Madden used to lead a five-man patrol at the Livermore Sector office responsible for Del Norte, Humboldt, Trinity, Mendocino, Lake, Sonoma, Solano, Contra Costa and Alameda counties.

His last colleague was transferred in January. In May, he too could be gone. Livermore Sector Acting Chief Robert Logazino said Madden will likely be promoted to an administrative job, and there are no immediate plans to replace him.

“Without the agents here, we’re totally reactive,” said Madden, who has his hands full just doing paperwork and shuttling prisoners from the local jail. “We have no proactive enforcement at all here.
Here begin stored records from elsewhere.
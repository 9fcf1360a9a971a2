use std::time::{Duration, Instant};

use super::TaskSink;

/// Scoped timer for one unit of work.
///
/// Reports its elapsed time to the owning sink on the first call to
/// [`stop`](Self::stop), or when it is dropped without being stopped.
///
/// ```
/// use page_sensor::metrics::{NullRecorder, TaskRecorder};
///
/// let sink = NullRecorder;
/// {
///     let _timer = TaskRecorder::start(&sink, "render");
///     // ... work ...
/// } // reported here
/// ```
#[must_use = "a task recorder reports when it is stopped or dropped"]
pub struct TaskRecorder<'a> {
    owner: &'a dyn TaskSink,
    name: String,
    started: Instant,
    log_once: bool,
    stopped: bool,
}

impl<'a> TaskRecorder<'a> {
    pub fn start(owner: &'a dyn TaskSink, name: impl Into<String>) -> Self {
        Self::with_mode(owner, name, false)
    }

    /// Timer for a log-once task: only the last value is kept.
    pub fn start_once(owner: &'a dyn TaskSink, name: impl Into<String>) -> Self {
        Self::with_mode(owner, name, true)
    }

    fn with_mode(owner: &'a dyn TaskSink, name: impl Into<String>, log_once: bool) -> Self {
        Self {
            owner,
            name: name.into(),
            started: owner.now(),
            log_once,
            stopped: false,
        }
    }

    pub fn name(&self) -> &str {
        &self.name
    }

    pub fn is_stopped(&self) -> bool {
        self.stopped
    }

    pub fn elapsed(&self) -> Duration {
        self.owner.now().saturating_duration_since(self.started)
    }

    /// Report the elapsed time. Only the first call has any effect.
    pub fn stop(&mut self) {
        if self.stopped {
            return;
        }
        self.stopped = true;

        let duration = self.elapsed();
        if let Err(err) = self.owner.record_task(&self.name, duration, self.log_once) {
            tracing::warn!(task = %self.name, error = %err, "task timing discarded");
        }
    }
}

impl Drop for TaskRecorder<'_> {
    fn drop(&mut self) {
        self.stop();
    }
}
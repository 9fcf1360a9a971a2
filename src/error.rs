use std::io;

use thiserror::Error;

/// Everything that can go wrong while setting up or feeding a recorder.
#[derive(Debug, Error)]
pub enum SensorError {
    /// A configured handler identifier has no entry in the registry.
    #[error("handler not found: {0}")]
    HandlerNotFound(String),

    /// An environment / config value could not be parsed.
    #[error("invalid configuration for {key}: {message}")]
    Config { key: String, message: String },

    /// A task tried to report after the page was finalized.
    #[error("task '{task}' reported after the page recorder was finalized")]
    Finalized { task: String },

    /// A task name was first seen with one log-once mode and later with the other.
    #[error("task '{task}' was registered with log_once={expected}")]
    LogOnceMismatch { task: String, expected: bool },

    /// A report handler failed to emit.
    #[error("handler '{handler}' failed to write report: {source}")]
    Handler {
        handler: String,
        #[source]
        source: io::Error,
    },
}

pub type Result<T> = std::result::Result<T, SensorError>;
use std::fmt;
use std::time::{Duration, Instant};

use parking_lot::Mutex;

/// Time source injected into page recorders.
pub trait Clock: Send + Sync + fmt::Debug {
    fn now(&self) -> Instant;
}

/// Monotonic wall clock.
#[derive(Debug, Default, Clone, Copy)]
pub struct SystemClock;

impl Clock for SystemClock {
    fn now(&self) -> Instant {
        Instant::now()
    }
}

/// Clock that only moves when told to. Handy for deterministic thresholds.
#[derive(Debug)]
pub struct ManualClock {
    now: Mutex<Instant>,
}

impl ManualClock {
    pub fn new() -> Self {
        Self {
            now: Mutex::new(Instant::now()),
        }
    }

    pub fn advance(&self, by: Duration) {
        *self.now.lock() += by;
    }
}

impl Default for ManualClock {
    fn default() -> Self {
        Self::new()
    }
}

impl Clock for ManualClock {
    fn now(&self) -> Instant {
        *self.now.lock()
    }
}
It’s very difficult to work with just one person.”

Madden and his fellow agents once traveled regularly to farms in Mendocino County and other northern parts of the state, but he hasn’t been there in two years.

Of California’s estimated 2 million illegal immigrants, as many as 400,000 lived in Northern California in 1997, according to projections by San Diego economist Enrico Marcelli of the Center for U.S.-Mexican Studies.

There were 626 illegal immigrants deported last year in Madden’s nine-county coverage area, nearly 40% fewer than in 1994, but that doesn’t necessarily mean there are fewer illegals in the region. Asked to explain the drop, Madden simply said: “No people.”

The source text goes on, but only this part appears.